I was thumbing through magazines in my doctor’s office and ventured upon an interview by writer Karen Doss Bowman with an actor whom I have admired for his versatility in serious drama, comedy and musicals: Victor Garber. What struck me was that he lost both parents to Alzheimer’s disease. In reading on, I saw that Garber, now 62, has had Juvenile Diabetes since age 13 and is as much of an advocate on behalf of the Juvenile Diabetes Foundation as he is for Alzheimer’s research.
A lifelong love of the theatre began for Victor Garber in London, Ont. as a nine year-old when with diminutive steps he strode the boards of the Grand Theatre. He started with children's shows but, shortly after, it became apparent to his drama coaches that the young actor would do just fine in mainstage productions of the company.
“My parents were of Russian-Jewish descent.” Garber told me in a recent interview. “My mother Hope was a singer and had her own television show, At Home with Hope Garber, in London. She was a local celebrity who was supportive of my decision to pursue show business."
“As a Jewish parent, my father Joseph was a little less enthusiastic because he worried I wouldn’t be able to make a living. But I could count on him to send me a cheque when I was living on my own in Toronto.”
In 1964, when only 16 years old, Garber left his hometown and went to Toronto, to study acting in an intensive summer course at the University of Toronto's Hart House Theatre. There then began a detour from stage aspirations to a musical career with The Sugar Shoppe folk rock group, which recorded an album for Columbia Records and appeared on The Ed Sullivan Show. After Sugar Shoppe disbanded in 1972 he was cast as Jesus in a Toronto production of the off-Broadway musical Godspell, with its now-legendary cast that included Eugene Levy, Andrea Martin, Gilda Radner, Dave Thomas and Martin Short; the show's musical director was David Letterman’s music director Paul Shaffer. Garber’s impressive performance earned him the same role in the film version of the play, in 1973.
Garber’s Godspell performance catapulted him to a fruitful stage career in the U.S., where he became an accomplished and respected Broadway actor who garnered four Tony Nominations.
In reviewing Victor Garber’s career, from the lens of an inveterate theatregoer, I’m intrigued by the almost limitless array of roles he has played in all media: movies, theatre, TV, Direct TV and cable; high drama, comedy and musicals. Two roles pop into my head as mirror opposites: Christian, the fumbling young lover in Rostand’s Cyrano De Bergerac (in 1973) and president-elect John P. Wintergreen in the 2006 Encores production of the Gershwins’s Of Thee I Sing.
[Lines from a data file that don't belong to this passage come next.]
//! libSQL profile store (offline mode).
//!
//! The [`Storage`] struct wraps a libSQL database for ICP documents,
//! mission documents, and the generation cache.
//!
//! **Write rules:**
//! - Mission writes are version-guarded: every write carries the version
//!   the writer last read, and a mismatch fails with
//!   [`ProspectorError::Conflict`] instead of silently clobbering a
//!   concurrent writer's progress.
//! - `merge_mission` is a shallow read-merge-write: top-level keys in the
//!   partial document replace their counterparts, unrelated keys survive.

mod migrations;

use std::path::Path;

use chrono::Utc;
use libsql::{Connection, Database, params};
use serde_json::Value;
use uuid::Uuid;

use prospector_shared::{IdealCustomerProfile, ProspectorError, Result};

/// Primary storage handle wrapping a libSQL database.
pub struct Storage {
    #[allow(dead_code)]
    db: Database,
    conn: Connection,
    readonly: bool,
}

/// A mission document as read from the store.
#[derive(Debug, Clone)]
pub struct MissionRecord {
    /// The mission payload document.
    pub payload: Value,
    /// Optimistic-concurrency sequence; pass back on write.
    pub version: i64,
    pub created_at: String,
    pub updated_at: String,
}

impl Storage {
    /// Open or create a database at `path` in read-write mode.
    pub async fn open(path: &Path) -> Result<Self> {
        // Ensure parent directory exists
        if let Some(parent) = path.parent() {
            std::fs::create_dir_all(parent).map_err(|e| ProspectorError::io(parent, e))?;
        }

        let db = libsql::Builder::new_local(path)
            .build()
            .await
            .map_err(|e| ProspectorError::Persistence(e.to_string()))?;

        let conn = db
            .connect()
            .map_err(|e| ProspectorError::Persistence(e.to_string()))?;

        let storage = Self {
            db,
            conn,
            readonly: false,
        };
        storage.run_migrations().await?;
        Ok(storage)
    }

    /// Open a database at `path` in read-only mode.
    pub async fn open_readonly(path: &Path) -> Result<Self> {
        let db = libsql::Builder::new_local(path)
            .build()
            .await
            .map_err(|e| ProspectorError::Persistence(e.to_string()))?;

        let conn = db
            .connect()
            .map_err(|e| ProspectorError::Persistence(e.to_string()))?;

        Ok(Self {
            db,
            conn,
            readonly: true,
        })
    }

    /// Run pending schema migrations.
    async fn run_migrations(&self) -> Result<()> {
        let current_version = self.get_schema_version().await;

        for migration in migrations::all_migrations() {
            if migration.version > current_version {
                tracing::info!(
                    version = migration.version,
                    description = migration.description,
                    "applying migration"
                );
                self.conn.execute_batch(migration.sql).await.map_err(|e| {
                    ProspectorError::Persistence(format!(
                        "migration v{} failed: {e}",
                        migration.version
                    ))
                })?;
            }
        }
        Ok(())
    }

    /// Get the current schema version, or 0 if no migrations have been applied.
    async fn get_schema_version(&self) -> u32 {
        let result = self
            .conn
            .query("SELECT MAX(version) FROM schema_migrations", params![])
            .await;

        match result {
            Ok(mut rows) => {
                if let Ok(Some(row)) = rows.next().await {
                    row.get::<u32>(0).unwrap_or(0)
                } else {
                    0
                }
            }
            Err(_) => 0, // Table doesn't exist yet
        }
    }

    /// Ensure we're in read-write mode before writing.
    fn check_writable(&self) -> Result<()> {
        if self.readonly {
            return Err(ProspectorError::Persistence(
                "database is opened in read-only mode".into(),
            ));
        }
        Ok(())
    }

    // -----------------------------------------------------------------------
    // ICP operations
    // -----------------------------------------------------------------------

    /// Read the current ICP document for a user.
    pub async fn get_icp(&self, user_id: &str) -> Result<Option<IdealCustomerProfile>> {
        let mut rows = self
            .conn
            .query(
                "SELECT payload_json FROM icp_profiles WHERE user_id = ?1",
                params![user_id],
            )
            .await
            .map_err(|e| ProspectorError::Persistence(e.to_string()))?;

        match rows.next().await {
            Ok(Some(row)) => {
                let payload: String = row
                    .get(0)
                    .map_err(|e| ProspectorError::Persistence(e.to_string()))?;
                let icp = serde_json::from_str(&payload).map_err(|e| {
                    ProspectorError::Persistence(format!("corrupt ICP document: {e}"))
                })?;
                Ok(Some(icp))
            }
            Ok(None) => Ok(None),
            Err(e) => Err(ProspectorError::Persistence(e.to_string())),
        }
    }

    /// Write-replace the ICP document for a user.
    pub async fn put_icp(&self, user_id: &str, icp: &IdealCustomerProfile) -> Result<()> {
        self.check_writable()?;
        let payload = serde_json::to_string(icp)
            .map_err(|e| ProspectorError::Persistence(e.to_string()))?;
        let now = Utc::now().to_rfc3339();
        self.conn
            .execute(
                "INSERT INTO icp_profiles (user_id, payload_json, updated_at)
                 VALUES (?1, ?2, ?3)
                 ON CONFLICT(user_id) DO UPDATE SET
                   payload_json = excluded.payload_json,
                   updated_at = excluded.updated_at",
                params![user_id, payload.as_str(), now.as_str()],
            )
            .await
            .map_err(|e| ProspectorError::Persistence(e.to_string()))?;
        Ok(())
    }

    // -----------------------------------------------------------------------
    // Mission operations
    // -----------------------------------------------------------------------

    /// Read the current mission document for a `(user, slot)` key.
    pub async fn read_mission(&self, user_id: &str, slot: &str) -> Result<Option<MissionRecord>> {
        let mut rows = self
            .conn
            .query(
                "SELECT payload_json, version, created_at, updated_at
                 FROM missions WHERE user_id = ?1 AND slot = ?2",
                params![user_id, slot],
            )
            .await
            .map_err(|e| ProspectorError::Persistence(e.to_string()))?;

        match rows.next().await {
            Ok(Some(row)) => {
                let payload: String = row
                    .get(0)
                    .map_err(|e| ProspectorError::Persistence(e.to_string()))?;
                let payload = serde_json::from_str(&payload).map_err(|e| {
                    ProspectorError::Persistence(format!("corrupt mission document: {e}"))
                })?;
                Ok(Some(MissionRecord {
                    payload,
                    version: row
                        .get(1)
                        .map_err(|e| ProspectorError::Persistence(e.to_string()))?,
                    created_at: row
                        .get(2)
                        .map_err(|e| ProspectorError::Persistence(e.to_string()))?,
                    updated_at: row
                        .get(3)
                        .map_err(|e| ProspectorError::Persistence(e.to_string()))?,
                }))
            }
            Ok(None) => Ok(None),
            Err(e) => Err(ProspectorError::Persistence(e.to_string())),
        }
    }

    /// Create a mission document at version 1. The slot must be empty.
    pub async fn create_mission(&self, user_id: &str, slot: &str, payload: &Value) -> Result<i64> {
        self.check_writable()?;
        let json = payload.to_string();
        let now = Utc::now().to_rfc3339();
        let result = self
            .conn
            .execute(
                "INSERT INTO missions (user_id, slot, payload_json, version, created_at, updated_at)
                 VALUES (?1, ?2, ?3, 1, ?4, ?4)",
                params![user_id, slot, json.as_str(), now.as_str()],
            )
            .await;

        match result {
            Ok(_) => Ok(1),
            Err(e) if e.to_string().contains("UNIQUE") => Err(ProspectorError::validation(
                format!("mission slot '{slot}' is already occupied"),
            )),
            Err(e) => Err(ProspectorError::Persistence(e.to_string())),
        }
    }

    /// Write-replace the mission document, guarded by the expected version.
    ///
    /// Returns the new version on success; a stale `expected_version` fails
    /// with [`ProspectorError::Conflict`] carrying the actual version.
    pub async fn replace_mission(
        &self,
        user_id: &str,
        slot: &str,
        payload: &Value,
        expected_version: i64,
    ) -> Result<i64> {
        self.check_writable()?;
        let json = payload.to_string();
        let now = Utc::now().to_rfc3339();
        let changed = self
            .conn
            .execute(
                "UPDATE missions SET payload_json = ?1, version = version + 1, updated_at = ?2
                 WHERE user_id = ?3 AND slot = ?4 AND version = ?5",
                params![json.as_str(), now.as_str(), user_id, slot, expected_version],
            )
            .await
            .map_err(|e| ProspectorError::Persistence(e.to_string()))?;

        if changed == 1 {
            return Ok(expected_version + 1);
        }

        // Zero rows changed: either the slot vanished or the version moved.
        match self.read_mission(user_id, slot).await? {
            Some(record) => Err(ProspectorError::Conflict {
                expected: expected_version,
                actual: record.version,
            }),
            None => Err(ProspectorError::Persistence(format!(
                "mission slot '{slot}' does not exist"
            ))),
        }
    }

    /// Write-merge a partial mission document, guarded by the expected
    /// version. Top-level keys in `partial` replace their counterparts;
    /// unrelated keys are untouched.
    pub async fn merge_mission(
        &self,
        user_id: &str,
        slot: &str,
        partial: &Value,
        expected_version: i64,
    ) -> Result<i64> {
        self.check_writable()?;
        let Some(record) = self.read_mission(user_id, slot).await? else {
            return Err(ProspectorError::Persistence(format!(
                "mission slot '{slot}' does not exist"
            )));
        };
        if record.version != expected_version {
            return Err(ProspectorError::Conflict {
                expected: expected_version,
                actual: record.version,
            });
        }

        let mut merged = record.payload;
        match (&mut merged, partial) {
            (Value::Object(base), Value::Object(update)) => {
                for (key, value) in update {
                    base.insert(key.clone(), value.clone());
                }
            }
            _ => {
                return Err(ProspectorError::validation(
                    "merge requires JSON object documents",
                ));
            }
        }

        self.replace_mission(user_id, slot, &merged, expected_version)
            .await
    }

    /// Delete a mission document, freeing its slot.
    pub async fn delete_mission(&self, user_id: &str, slot: &str) -> Result<()> {
        self.check_writable()?;
        self.conn
            .execute(
                "DELETE FROM missions WHERE user_id = ?1 AND slot = ?2",
                params![user_id, slot],
            )
            .await
            .map_err(|e| ProspectorError::Persistence(e.to_string()))?;
        Ok(())
    }

    // -----------------------------------------------------------------------
    // Generation cache operations
    // -----------------------------------------------------------------------

    /// Get a cached generation result.
    pub async fn get_generation_cache(
        &self,
        user_id: &str,
        prompt_hash: &str,
        model_id: &str,
    ) -> Result<Option<String>> {
        let mut rows = self
            .conn
            .query(
                "SELECT result_json FROM generation_cache
                 WHERE user_id = ?1 AND prompt_hash = ?2 AND model_id = ?3",
                params![user_id, prompt_hash, model_id],
            )
            .await
            .map_err(|e| ProspectorError::Persistence(e.to_string()))?;

        match rows.next().await {
            Ok(Some(row)) => {
                let result: String = row
                    .get(0)
                    .map_err(|e| ProspectorError::Persistence(e.to_string()))?;
                Ok(Some(result))
            }
            Ok(None) => Ok(None),
            Err(e) => Err(ProspectorError::Persistence(e.to_string())),
        }
    }

    /// Store a generation result in the cache (upserts).
    pub async fn set_generation_cache(
        &self,
        user_id: &str,
        prompt_hash: &str,
        model_id: &str,
        result_json: &str,
    ) -> Result<()> {
        self.check_writable()?;
        let id = Uuid::now_v7().to_string();
        let now = Utc::now().to_rfc3339();
        self.conn
            .execute(
                "INSERT INTO generation_cache (id, user_id, prompt_hash, model_id, result_json, created_at)
                 VALUES (?1, ?2, ?3, ?4, ?5, ?6)
                 ON CONFLICT(user_id, prompt_hash, model_id) DO UPDATE SET
                   result_json = excluded.result_json,
                   created_at = excluded.created_at",
                params![id.as_str(), user_id, prompt_hash, model_id, result_json, now.as_str()],
            )
            .await
            .map_err(|e| ProspectorError::Persistence(e.to_string()))?;
        Ok(())
    }
}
I asked him the first movie he can recall seeing.
“I remember seeing Leonard Bernstein and Stephen Sondheim’s West Side Story as a kid. I thought Robert Wise’s direction and Jerome Robbins’s dance numbers were a glorious expression of what I wanted to do.”
And what was the first Broadway show?
“It was either Hair or Stephen Sondheim’s Follies in 1971. I loved Follies and its unusual and brilliant cast. I was young, and I sat in the front row, which I don't think is the best vantage point, but I just recall being blown away by it.”
A six-time Emmy Award-nominated actor, Garber became familiar to a new audience playing Jack Bristow, a double agent in the television series Alias (2001-2006). “You never know when you step into something what the outcome will be, of course, but I think it broke ground for television. They got Jennifer Garner, who became a huge star, and I think that's why the show stayed on the air for so long.”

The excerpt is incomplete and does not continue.